When the owner of two golden retrievers compulsively collects dog trivia, that's eccentric. When the owner is a Harvard academic (or "cultural commentator") who puts the information in a book, that's scholarship. Cleverly marketed scholarship, too. Marjorie Garber's Dog Love pulls off a neat trick: it takes a searching look at our relationship with dogs, while adding handsomely to the bulging store of dogabilia and dog trivia.
As if to divide herself from the kitsch and the kooks, she begins on a sceptical, almost admonishing note, contrasting the outpouring of popular sympathy for abandoned puppies to the reaction to people in need. She gently mocks the pet-care industry, and its buoyant new US chains such as Petsmart, Petstuff and Petco, and the trade in pet insurance, pad-protectors, dog bagels and the like. But then, very like a labrador that has sat still long enough, she races off and retrieves enough doggy detail to occupy the owners of Britain's 6.5 million canines and ten times that in the US.
One senses an irrepressibility - that once she has found something out, she couldn't leave it out. She gives us dogs in literature, dogs in films, dogs in cartoons, dogs as companions, dogs as war heroes, dogs in hospitals, dogs in advertising, dogs in space, dogs according to sexual fetishists, dogs in shows, dogs in the law, dogs in cemeteries, dog cryogenics, and a delightful coda about the various formations of dog tails. Midway through the book, just when the reader feels overwhelmed, open to any subject but dogs, a method to the madness emerges. This book is not so much about dogs, but their owners.
Very illustrious owners, too. Thomas Mann, Franz Kafka, Emily Dickinson, Lord Byron, Eugene O'Neill, Sigmund Freud, Franklin Delano Roosevelt, Robert Louis Stevenson ... The names alone tell a story: Dorothy Parker's mutt (a "Thurber" dog) was "Cliche"; John Cheever's bitch retriever "Edgar", Peter Mayle's mutt "Boy", Armistead Maupin's poodle "Willie", Lyndon Johnson's beagles "Him" and "Her".
A scientific discussion of dogs is restricted chiefly to the laboratories of Pavlov and Descartes, where dogs were tortured and dissected alive, on the grounds that they were machines with neither souls nor consciences. Garber uses one of Descartes's contemporaries, Madame de Sevigne, to do the debunking. "Machines which love, which prefer one person to another, machines which are jealous ... come now!"
For the British reader, Garber is a refreshing American: she's erudite and she gets Britain right, be it about the founding of Crufts, the aristocratic business of "dog improvement" or Lord Byron's passion for his dog, Boatswain. If there is a problem, it is her generosity toward her readers. Lest she lose the less well-read, she occasionally spells out the obvious (such as shades of meaning to the word "fancy").

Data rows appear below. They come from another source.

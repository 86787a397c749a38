use crate::provider::{Provider, Variables};
use anyhow::{Context, Result};
use regex::Regex;
use std::env as stdenv;

/// Provider backed by a snapshot of the process environment.
///
/// The snapshot is taken when the provider is constructed, so variables set
/// later by the running process are not visible.
///
/// Arguments, when present, are a regular expression; only variables whose
/// names match it are returned. `env+^AWS_` yields every `AWS_*` variable.
#[derive(Debug, Clone)]
pub struct EnvProvider {
    vars: Variables,
}

impl EnvProvider {
    /// Capture the current process environment.
    ///
    /// Variables whose name or value is not valid unicode are skipped.
    pub fn new() -> Self {
        Self {
            vars: stdenv::vars_os()
                .filter_map(|(k, v)| Some((k.into_string().ok()?, v.into_string().ok()?)))
                .collect(),
        }
    }

    /// Build a provider over a fixed set of variables.
    pub fn from_vars<I, K, V>(vars: I) -> Self
    where
        I: IntoIterator<Item = (K, V)>,
        K: Into<String>,
        V: Into<String>,
    {
        Self {
            vars: vars.into_iter().map(|(k, v)| (k.into(), v.into())).collect(),
        }
    }
}

impl Default for EnvProvider {
    fn default() -> Self {
        Self::new()
    }
}

impl Provider for EnvProvider {
    fn help(&self) -> &str {
        "Variables of the current process environment. Optional argument: a regex the names must match."
    }

    fn provide(&self, args: &str) -> Result<Variables> {
        if args.is_empty() {
            return Ok(self.vars.clone());
        }
        let pattern = Regex::new(args).with_context(|| format!("env: invalid name pattern {args:?}"))?;
        Ok(self
            .vars
            .iter()
            .filter(|(name, _)| pattern.is_match(name))
            .map(|(k, v)| (k.clone(), v.clone()))
            .collect())
    }
}
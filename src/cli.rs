//! Command-line surface: `plugins`, `show` and `version`.
//!
//! Arguments are parsed with [`argh`]. Help output and argument errors exit
//! with code 2, like every other usage error.

use crate::error::{Error, ExitCode, Result};
use crate::provider::ProviderRegistry;
use crate::render::RenderOptions;
use crate::show::show;
use crate::VERSION;
use argh::{EarlyExit, FromArgs};
use std::io::Write;
use tracing::debug;
use tracing_subscriber::EnvFilter;

/// Environment variable holding the log filter, e.g. `CHECKENV_LOG=debug`.
pub const LOG_ENV: &str = "CHECKENV_LOG";

const SUBCOMMANDS: &str = "plugins,show,version";

const SHOW_USAGE: &str = "[<provider_name>[+<provider_args>] ...] \
    [<provider_name>[+<provider_args>]://<var_name_1>,<var_name_2>,...,<var_name_n> ...]\n\
    Shows the environment variables defined by the given providers.";

#[derive(FromArgs, Debug, PartialEq)]
/// Show environment variables defined by pluggable providers.
pub struct Checkenv {
    #[argh(subcommand)]
    pub command: Option<Command>,
}

#[derive(FromArgs, Debug, PartialEq)]
#[argh(subcommand)]
pub enum Command {
    Plugins(Plugins),
    Show(Show),
    Version(Version),
}

#[derive(FromArgs, Debug, PartialEq)]
#[argh(subcommand, name = "plugins")]
/// List available plugins with a brief description of each one.
pub struct Plugins {}

#[derive(FromArgs, Debug, PartialEq)]
#[argh(subcommand, name = "show")]
/// Show the environment variables defined by the given providers.
pub struct Show {
    #[argh(switch)]
    /// prepend "export " before every variable definition.
    pub export: bool,

    #[argh(switch)]
    /// put values in double quotes.
    pub quotes: bool,

    #[argh(switch)]
    /// cut off the path and print only the key after the last '/'.
    pub remove_path: bool,

    #[argh(switch)]
    /// do not print comment headers.
    pub raw: bool,

    #[argh(switch)]
    /// print values only.
    pub value: bool,

    #[argh(switch)]
    /// print names only.
    pub name: bool,

    #[argh(positional)]
    /// targets of the form <provider>[+<args>][://<name>,<name>,...].
    pub targets: Vec<String>,
}

#[derive(FromArgs, Debug, PartialEq)]
#[argh(subcommand, name = "version")]
/// Show the version of checkenv.
pub struct Version {}

impl Checkenv {
    pub fn execute(self, program: &str, registry: &ProviderRegistry, out: &mut dyn Write) -> Result<()> {
        match self.command {
            None => Err(Error::usage(format!(
                "Please use one of the subcommands: {SUBCOMMANDS}"
            ))),
            Some(Command::Plugins(_)) => {
                writeln!(out, "Available plugins:")?;
                for (name, provider) in registry.iter() {
                    writeln!(out, "{name}\n\t{}", provider.help())?;
                }
                Ok(())
            }
            Some(Command::Show(cmd)) => cmd.execute(program, registry, out),
            Some(Command::Version(_)) => {
                writeln!(out, "{VERSION}")?;
                Ok(())
            }
        }
    }
}

impl Show {
    /// Validate the switches, then run the show pipeline.
    ///
    /// No provider is invoked when the switches are invalid.
    pub fn execute(self, program: &str, registry: &ProviderRegistry, out: &mut dyn Write) -> Result<()> {
        if self.targets.is_empty() {
            return Err(Error::usage(format!("Usage: {program} show {SHOW_USAGE}")));
        }
        let options = RenderOptions::new(
            self.export,
            self.quotes,
            self.remove_path,
            self.raw,
            self.value,
            self.name,
        )?;
        show(&self.targets, options, registry, out)
    }
}

/// Run `checkenv` with `args` (program name first) and return the exit code.
///
/// Rendered output goes to `stdout`; usage text and errors go to `stderr`.
pub fn run(
    args: &[&str],
    registry: &ProviderRegistry,
    stdout: &mut dyn Write,
    stderr: &mut dyn Write,
) -> ExitCode {
    let (program, rest) = match args.split_first() {
        Some((program, rest)) => (*program, rest),
        None => ("checkenv", &[][..]),
    };
    let cli = match Checkenv::from_args(&[program], rest) {
        Ok(cli) => cli,
        Err(EarlyExit { output, status }) => {
            debug!(help = status.is_ok(), "argument parsing exited early");
            let _ = writeln!(stderr, "{}", output.trim_end());
            return 2;
        }
    };
    match cli
        .execute(program, registry, stdout)
        .and_then(|()| stdout.flush().map_err(Error::from))
    {
        Ok(()) => 0,
        Err(err) => {
            let _ = writeln!(stderr, "{err}");
            err.exit_code()
        }
    }
}

/// Install the global `tracing` subscriber.
///
/// Logs go to stderr so stdout stays safe to `eval`. The filter comes from
/// [`LOG_ENV`] and defaults to `warn`.
pub fn init_logging() {
    let filter = EnvFilter::try_from_env(LOG_ENV).unwrap_or_else(|_| EnvFilter::new("warn"));
    // A subscriber may already be installed (tests).
    let _ = tracing_subscriber::fmt()
        .with_env_filter(filter)
        .with_writer(std::io::stderr)
        .try_init();
}

#[cfg(test)]
mod tests {
    use super::*;
    use crate::provider::tests::StubProvider;
    use std::cell::RefCell;
    use std::rc::Rc;

    fn registry() -> (ProviderRegistry, Rc<RefCell<Vec<String>>>) {
        let (stub, calls) = StubProvider::with_calls(&[("HOME", "/root"), ("SHELL", "/bin/bash")]);
        let mut registry = ProviderRegistry::new();
        registry.register("env", Box::new(stub));
        (registry, calls)
    }

    fn run_capture(args: &[&str], registry: &ProviderRegistry) -> (ExitCode, String, String) {
        let mut out = Vec::new();
        let mut err = Vec::new();
        let code = run(args, registry, &mut out, &mut err);
        (code, String::from_utf8(out).unwrap(), String::from_utf8(err).unwrap())
    }

    #[test]
    fn test_parse_show_flags() {
        let cli = Checkenv::from_args(
            &["checkenv"],
            &["show", "--export", "--remove-path", "env", "file+.env://A,B"],
        )
        .unwrap();
        let Some(Command::Show(show)) = cli.command else {
            panic!("expected show subcommand");
        };
        assert!(show.export);
        assert!(show.remove_path);
        assert!(!show.quotes);
        assert_eq!(show.targets, vec!["env", "file+.env://A,B"]);
    }

    #[test]
    fn test_missing_subcommand() {
        let (registry, _) = registry();
        let (code, out, err) = run_capture(&["checkenv"], &registry);
        assert_eq!(code, 2);
        assert!(out.is_empty());
        assert_eq!(err, "Please use one of the subcommands: plugins,show,version\n");
    }

    #[test]
    fn test_unknown_subcommand_and_help() {
        let (registry, _) = registry();
        assert_eq!(run_capture(&["checkenv", "list"], &registry).0, 2);
        assert_eq!(run_capture(&["checkenv", "show", "--help"], &registry).0, 2);
    }

    #[test]
    fn test_show_without_targets() {
        let (registry, _) = registry();
        let (code, _, err) = run_capture(&["checkenv", "show", "--raw"], &registry);
        assert_eq!(code, 2);
        assert!(err.starts_with("Usage: checkenv show"));
    }

    #[test]
    fn test_name_and_value_rejected_before_resolution() {
        let (registry, calls) = registry();
        let (code, out, err) = run_capture(&["checkenv", "show", "--name", "--value", "env"], &registry);
        assert_eq!(code, 1);
        assert!(out.is_empty());
        assert!(err.contains("--name and --value"));
        assert!(calls.borrow().is_empty());
    }

    #[test]
    fn test_show_end_to_end() {
        let (registry, calls) = registry();
        let (code, out, _) = run_capture(&["checkenv", "show", "--export", "env://HOME,MISSING"], &registry);
        assert_eq!(code, 0);
        assert_eq!(
            out,
            "# Generated with env - specific variables:\n\
             export HOME=/root\n\
             # UNDEFINED: MISSING\n"
        );
        assert_eq!(calls.borrow().len(), 1);
    }

    #[test]
    fn test_show_unregistered_provider() {
        let (registry, _) = registry();
        let (code, out, err) = run_capture(&["checkenv", "show", "env", "vault"], &registry);
        assert_eq!(code, 1);
        assert!(out.is_empty());
        assert_eq!(err, "unregistered provider: vault\n");
    }

    #[test]
    fn test_plugins_and_version() {
        let (registry, _) = registry();
        let (code, out, _) = run_capture(&["checkenv", "plugins"], &registry);
        assert_eq!(code, 0);
        assert_eq!(out, "Available plugins:\nenv\n\tFixed variables for tests\n");

        let (code, out, _) = run_capture(&["checkenv", "version"], &registry);
        assert_eq!(code, 0);
        assert_eq!(out, format!("{VERSION}\n"));
    }
}
use crate::error::{Error, Result};
use crate::spec::ShowSpec;
use std::collections::BTreeMap;
use tracing::debug;

/// Variables returned by a provider, keyed by name.
pub type Variables = BTreeMap<String, String>;

/// Separates the provider name from its arguments inside a provider spec.
pub const ARGS_SEPARATOR: char = '+';

/// A named source of environment variables.
///
/// Providers are looked up by name in a [`ProviderRegistry`] and receive the
/// rest of the provider spec as one opaque argument string.
pub trait Provider {
    /// Short, one-line description shown by `checkenv plugins`.
    fn help(&self) -> &str;

    /// Produce every variable this provider defines for `args`.
    fn provide(&self, args: &str) -> anyhow::Result<Variables>;
}

/// A provider spec split into registry key and argument string.
#[derive(Debug, Clone, PartialEq, Eq)]
pub struct ProviderInvocation<'a> {
    pub name: &'a str,
    /// Everything after the first `+`, verbatim. Empty when there is none.
    pub args: &'a str,
}

impl<'a> ProviderInvocation<'a> {
    pub fn parse(provider_spec: &'a str) -> Self {
        let (name, args) = provider_spec
            .split_once(ARGS_SEPARATOR)
            .unwrap_or((provider_spec, ""));
        Self { name, args }
    }
}

/// Registered providers, keyed by name.
///
/// [`Default`] registers the built-in plugins; [`ProviderRegistry::new`]
/// starts empty so tests can register doubles.
pub struct ProviderRegistry {
    providers: BTreeMap<String, Box<dyn Provider>>,
}

impl ProviderRegistry {
    pub fn new() -> Self {
        Self {
            providers: BTreeMap::new(),
        }
    }

    /// Register `provider` under `name`, replacing any previous entry.
    pub fn register(&mut self, name: impl Into<String>, provider: Box<dyn Provider>) -> &mut Self {
        self.providers.insert(name.into(), provider);
        self
    }

    pub fn get(&self, name: &str) -> Option<&dyn Provider> {
        self.providers.get(name).map(|p| p.as_ref())
    }

    /// Registered providers in name order.
    pub fn iter(&self) -> impl Iterator<Item = (&str, &dyn Provider)> {
        self.providers.iter().map(|(k, v)| (k.as_str(), v.as_ref()))
    }

    /// Invoke the provider addressed by `provider_spec`.
    pub fn resolve(&self, provider_spec: &str) -> Result<Variables> {
        let invocation = ProviderInvocation::parse(provider_spec);
        let provider = self
            .get(invocation.name)
            .ok_or_else(|| Error::UnregisteredProvider(invocation.name.to_string()))?;
        debug!(provider = invocation.name, args = invocation.args, "resolving provider");
        provider
            .provide(invocation.args)
            .map_err(|source| Error::Provider {
                spec: provider_spec.to_string(),
                source,
            })
    }
}

/// Variables of every resolved provider spec.
#[derive(Debug, Default, Clone, PartialEq, Eq)]
pub struct ResolvedVariables(BTreeMap<String, Variables>);

impl ResolvedVariables {
    pub fn get(&self, provider_spec: &str) -> Option<&Variables> {
        self.0.get(provider_spec)
    }

    pub fn insert(&mut self, provider_spec: impl Into<String>, vars: Variables) {
        self.0.insert(provider_spec.into(), vars);
    }

    pub fn len(&self) -> usize {
        self.0.len()
    }

    pub fn is_empty(&self) -> bool {
        self.0.is_empty()
    }
}

/// Resolve every provider spec of `spec` exactly once, stopping at the first failure.
pub fn resolve_all(spec: &ShowSpec, registry: &ProviderRegistry) -> Result<ResolvedVariables> {
    let mut resolved = ResolvedVariables::default();
    for provider_spec in spec.load_from() {
        let vars = registry.resolve(provider_spec)?;
        debug!(provider_spec = %provider_spec, count = vars.len(), "provider resolved");
        resolved.insert(provider_spec.as_str(), vars);
    }
    Ok(resolved)
}

#[cfg(test)]
pub(crate) mod tests {
    use super::*;
    use std::cell::RefCell;
    use std::rc::Rc;

    /// Returns fixed variables and records every argument string it receives.
    pub(crate) struct StubProvider {
        vars: Variables,
        calls: Rc<RefCell<Vec<String>>>,
    }

    impl StubProvider {
        pub(crate) fn new(vars: &[(&str, &str)]) -> Self {
            Self {
                vars: vars
                    .iter()
                    .map(|(k, v)| (k.to_string(), v.to_string()))
                    .collect(),
                calls: Rc::new(RefCell::new(Vec::new())),
            }
        }

        pub(crate) fn with_calls(vars: &[(&str, &str)]) -> (Self, Rc<RefCell<Vec<String>>>) {
            let stub = Self::new(vars);
            let calls = stub.calls.clone();
            (stub, calls)
        }
    }

    impl Provider for StubProvider {
        fn help(&self) -> &str {
            "Fixed variables for tests"
        }

        fn provide(&self, args: &str) -> anyhow::Result<Variables> {
            self.calls.borrow_mut().push(args.to_string());
            Ok(self.vars.clone())
        }
    }

    pub(crate) struct FailingProvider;

    impl Provider for FailingProvider {
        fn help(&self) -> &str {
            "Always fails"
        }

        fn provide(&self, _args: &str) -> anyhow::Result<Variables> {
            Err(anyhow::anyhow!("backend unavailable"))
        }
    }

    #[test]
    fn test_invocation_keeps_separator_in_args() {
        let inv = ProviderInvocation::parse("name+arg1+arg2");
        assert_eq!(inv.name, "name");
        assert_eq!(inv.args, "arg1+arg2");

        let inv = ProviderInvocation::parse("env");
        assert_eq!(inv.name, "env");
        assert_eq!(inv.args, "");
    }

    #[test]
    fn test_resolve_passes_args_verbatim() {
        let (stub, calls) = StubProvider::with_calls(&[("A", "1")]);
        let mut registry = ProviderRegistry::new();
        registry.register("name", Box::new(stub));

        let vars = registry.resolve("name+arg1+arg2").unwrap();
        assert_eq!(vars.get("A"), Some(&"1".to_string()));
        assert_eq!(*calls.borrow(), vec!["arg1+arg2".to_string()]);
    }

    #[test]
    fn test_resolve_unregistered_provider() {
        let registry = ProviderRegistry::new();
        let err = registry.resolve("vault+secret/app").unwrap_err();
        assert!(matches!(err, Error::UnregisteredProvider(ref name) if name == "vault"));
        assert_eq!(err.to_string(), "unregistered provider: vault");
    }

    #[test]
    fn test_resolve_wraps_provider_failure() {
        let mut registry = ProviderRegistry::new();
        registry.register("broken", Box::new(FailingProvider));
        let err = registry.resolve("broken+x").unwrap_err();
        assert!(matches!(err, Error::Provider { ref spec, .. } if spec == "broken+x"));
    }

    #[test]
    fn test_resolve_all_calls_each_spec_once() {
        let (stub, calls) = StubProvider::with_calls(&[("HOME", "/root")]);
        let mut registry = ProviderRegistry::new();
        registry.register("env", Box::new(stub));

        let spec = ShowSpec::parse(["env", "env://HOME", "env://SHELL", "env+x"]);
        let resolved = resolve_all(&spec, &registry).unwrap();

        assert_eq!(resolved.len(), 2);
        assert!(resolved.get("env").is_some());
        assert!(resolved.get("env+x").is_some());
        let mut seen = calls.borrow().clone();
        seen.sort();
        assert_eq!(seen, vec!["".to_string(), "x".to_string()]);
    }

    #[test]
    fn test_resolve_all_fails_fast() {
        let mut registry = ProviderRegistry::new();
        registry.register("env", Box::new(StubProvider::new(&[("A", "1")])));

        let spec = ShowSpec::parse(["env", "missing"]);
        let err = resolve_all(&spec, &registry).unwrap_err();
        assert!(matches!(err, Error::UnregisteredProvider(_)));
    }

    #[test]
    fn test_registry_iterates_in_name_order() {
        let mut registry = ProviderRegistry::new();
        registry
            .register("zeta", Box::new(FailingProvider))
            .register("alpha", Box::new(StubProvider::new(&[])));
        let names: Vec<&str> = registry.iter().map(|(name, _)| name).collect();
        assert_eq!(names, vec!["alpha", "zeta"]);
    }
}
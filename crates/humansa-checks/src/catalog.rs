//! The built-in endpoint checks, in run order.

use std::sync::Arc;
use std::time::Duration;

use humansa_core::ProbeConfig;

use crate::payload;
use crate::spec::{CheckSpec, Inspection, Labels, Method};
use crate::{Check, HttpCheck};

const OK_ONLY: &[u16] = &[200];
// No matching appointments is reported as 404.
const OK_OR_NOT_FOUND: &[u16] = &[200, 404];

const QUICK: Duration = Duration::from_secs(10);
const SEARCH: Duration = Duration::from_secs(15);
const GENERATION: Duration = Duration::from_secs(30);
const MULTI_AGENT: Duration = Duration::from_secs(45);

/// Returns the nine endpoint check specs, with identifiers taken from `config`.
pub fn default_specs(config: &ProbeConfig) -> Vec<CheckSpec> {
    vec![
        CheckSpec {
            name: "Health Check",
            title: "Health Check",
            method: Method::Get,
            path: "/health",
            body: None,
            timeout: QUICK,
            accepted: OK_ONLY,
            labels: Labels {
                ok: "Health check passed",
                failed: "Health check failed",
                error: "Health check error",
            },
            inspection: Inspection::EchoText,
        },
        CheckSpec {
            name: "Ping",
            title: "Ping Test",
            method: Method::Get,
            path: "/ping",
            body: None,
            timeout: QUICK,
            accepted: OK_ONLY,
            labels: Labels {
                ok: "Ping successful",
                failed: "Ping failed",
                error: "Ping error",
            },
            inspection: Inspection::EchoText,
        },
        CheckSpec {
            name: "Chat Completion",
            title: "Chat Completion (Non-Streaming)",
            method: Method::Post,
            path: "/v1/chat/completions",
            body: Some(payload::chat_completion()),
            timeout: GENERATION,
            accepted: OK_ONLY,
            labels: Labels {
                ok: "Chat completion successful",
                failed: "Chat completion failed",
                error: "Chat completion error",
            },
            inspection: Inspection::ChatChoices,
        },
        CheckSpec {
            name: "Streaming Chat",
            title: "Chat Completion (Streaming)",
            method: Method::Post,
            path: "/v1/chat/completions",
            body: Some(payload::streaming_chat()),
            timeout: GENERATION,
            accepted: OK_ONLY,
            labels: Labels {
                ok: "Streaming completed",
                failed: "Streaming failed",
                error: "Streaming error",
            },
            inspection: Inspection::Stream,
        },
        CheckSpec {
            name: "Multi-Agent",
            title: "Multi-Agent Response",
            method: Method::Post,
            path: "/v1/multi-agent/response",
            body: Some(payload::multi_agent(&config.user_id, &config.conversation_id)),
            timeout: MULTI_AGENT,
            accepted: OK_ONLY,
            labels: Labels {
                ok: "Multi-agent response successful",
                failed: "Multi-agent failed",
                error: "Multi-agent error",
            },
            inspection: Inspection::ObjectKeys { label: "Response keys" },
        },
        CheckSpec {
            name: "Humansa V2 Chat",
            title: "Humansa V2 Chat",
            method: Method::Post,
            path: "/v2/humansa/chat",
            body: Some(payload::humansa_chat(&config.user_id, &config.conversation_id)),
            timeout: GENERATION,
            accepted: OK_ONLY,
            labels: Labels {
                ok: "Humansa V2 chat successful",
                failed: "Humansa V2 chat failed",
                error: "Humansa V2 chat error",
            },
            inspection: Inspection::JsonType,
        },
        CheckSpec {
            name: "Memory Status",
            title: "Memory Service Status",
            method: Method::Get,
            path: "/v2/humansa/memory/status",
            body: None,
            timeout: QUICK,
            accepted: OK_ONLY,
            labels: Labels {
                ok: "Memory status retrieved",
                failed: "Memory status failed",
                error: "Memory status error",
            },
            inspection: Inspection::JsonPreview { limit: 100 },
        },
        CheckSpec {
            name: "Debug Info",
            title: "Debug Information",
            method: Method::Get,
            path: "/debug/info",
            body: None,
            timeout: QUICK,
            accepted: OK_ONLY,
            labels: Labels {
                ok: "Debug info retrieved",
                failed: "Debug info failed",
                error: "Debug info error",
            },
            inspection: Inspection::ObjectKeys { label: "Keys" },
        },
        CheckSpec {
            name: "Appointment Search",
            title: "Appointment Search",
            method: Method::Post,
            path: "/v2/humansa/appointment/search",
            body: Some(payload::appointment_search(&config.user_id)),
            timeout: SEARCH,
            accepted: OK_OR_NOT_FOUND,
            labels: Labels {
                ok: "Appointment search completed",
                failed: "Appointment search failed",
                error: "Appointment search error",
            },
            inspection: Inspection::StatusOnly,
        },
    ]
}

/// Returns the built-in checks ready to hand to a runner.
pub fn default_checks(config: &ProbeConfig) -> Vec<Arc<dyn Check>> {
    default_specs(config)
        .into_iter()
        .map(|spec| Arc::new(HttpCheck::new(spec)) as Arc<dyn Check>)
        .collect()
}

/// Looks up a built-in spec by its summary name.
pub fn find_spec(config: &ProbeConfig, name: &str) -> Option<CheckSpec> {
    default_specs(config).into_iter().find(|s| s.name == name)
}
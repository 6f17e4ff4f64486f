//! Line counting over a chunked response body.

use futures::StreamExt;
use humansa_core::{CheckOutcome, Milestone, ProbeError};
use reqwest::Response;
use tracing::debug;

use crate::inspect::truncate;
use crate::spec::Labels;

const NO_DATA: &str = "No streaming data received";
const STARTED: &str = "Streaming started";
const FIRST_CHUNK_PREVIEW: usize = 50;

/// Splits an arbitrarily chunked byte stream into lines.
///
/// Bytes after the last newline are held until more data arrives or the
/// stream ends. Lines are split on `\n`; a trailing `\r` is dropped.
#[derive(Debug, Default)]
pub struct LineSplitter {
    buffer: Vec<u8>,
}

impl LineSplitter {
    pub fn new() -> Self {
        Self::default()
    }

    /// Feeds a chunk and returns the non-empty lines it completed.
    pub fn push(&mut self, bytes: &[u8]) -> Vec<String> {
        self.buffer.extend_from_slice(bytes);

        let mut lines = Vec::new();
        while let Some(pos) = self.buffer.iter().position(|&b| b == b'\n') {
            let line: Vec<u8> = self.buffer.drain(..=pos).collect();
            if let Some(text) = decode_line(&line[..line.len() - 1]) {
                lines.push(text);
            }
        }
        lines
    }

    /// Flushes the unterminated tail, if any.
    pub fn finish(&mut self) -> Option<String> {
        let rest = std::mem::take(&mut self.buffer);
        decode_line(&rest)
    }
}

fn decode_line(raw: &[u8]) -> Option<String> {
    let raw = raw.strip_suffix(b"\r").unwrap_or(raw);
    if raw.is_empty() {
        return None;
    }
    Some(String::from_utf8_lossy(raw).into_owned())
}

/// Tallies lines and remembers the first one.
#[derive(Debug, Default)]
struct Tally {
    count: usize,
    first: Option<String>,
}

impl Tally {
    fn record(&mut self, line: String) {
        self.count += 1;
        if self.first.is_none() {
            self.first = Some(line);
        }
    }

    fn milestones(&self) -> Vec<Milestone> {
        self.first
            .iter()
            .map(|line| Milestone {
                message: STARTED.to_string(),
                detail: Some(format!("First chunk: {}...", truncate(line, FIRST_CHUNK_PREVIEW))),
            })
            .collect()
    }
}

/// Consumes a streaming response and judges it by the number of lines received.
///
/// A fault after the first line still reports the "Streaming started" milestone.
pub async fn consume(response: Response, labels: &Labels) -> Result<CheckOutcome, ProbeError> {
    let mut splitter = LineSplitter::new();
    let mut tally = Tally::default();
    let mut body = Box::pin(response.bytes_stream());

    while let Some(chunk) = body.next().await {
        let bytes = match chunk {
            Ok(bytes) => bytes,
            Err(e) => {
                return Ok(CheckOutcome::fail(labels.error, ProbeError::from(e).to_string())
                    .with_milestones(tally.milestones()))
            }
        };
        for line in splitter.push(&bytes) {
            tally.record(line);
        }
    }
    if let Some(line) = splitter.finish() {
        tally.record(line);
    }

    debug!("stream ended after {} lines", tally.count);

    if tally.count == 0 {
        return Ok(CheckOutcome::fail_bare(NO_DATA));
    }

    Ok(CheckOutcome::pass(labels.ok, format!("Received {} chunks", tally.count)).with_milestones(tally.milestones()))
}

Yet Garber's own sense of humour is quick and sly, nowhere more dancing than in the chapter about pedigree dog clubs, where she finds "fabulous bloodlines" and the American Polish Owczarek Nizinny Club advertising "luxurious non-shedding coats that come in all colours". Her straight face trembles a bit when quoting sexologist Alfred Kinsey on the subject of people lusting for pets, but the tone never descends to scoffing.
By contrast, in Dogs Never Lie About Love, the former Freud archivist Jeffrey Masson isn't out to run circles around us with dog-facts, but to settle us down in something of a dog-lovers' encounter therapy group. This is Masson's second book on animal emotions: When Elephants Weep, written in 1994 with Susan McCarthy, became a best-seller. The style is touchy- feely. Suffice it to say humans with dogs are not "dog-owners" but "caretakers". Yet a clear line of thinking runs through the mush: that it is dogs' capacity for love and loyalty, their rare emotional candour, that allows them to survive.
Garber's book takes the idea further, more clearly. Dog behaviour tells an evolutionary story about survival in a pack. Before humans self-destruct, they may wish to study the importance of it. Oddly, it is Garber, rather than Masson the analyst, who brings the father of psychoanalysis into the argument, quoting Freud's observation: "Dogs love their friends and bite their enemies, quite unlike people, who are incapable of pure love and always have to mix love and hate in their object relations."
Freud had his ideas about dog-haters, too. "It would be incomprehensible ... that man should use the name of his most faithful friend in the animal world - the dog - as a term of abuse if that creature had not incurred his contempt through two characteristics: that it is an animal whose dominant sense is that of smell and one which has no horror of excrement, and that is not ashamed of its sexual function."
The best quip, found in the Garber book, goes to Peter Mayle: "To err is human. To forgive is canine."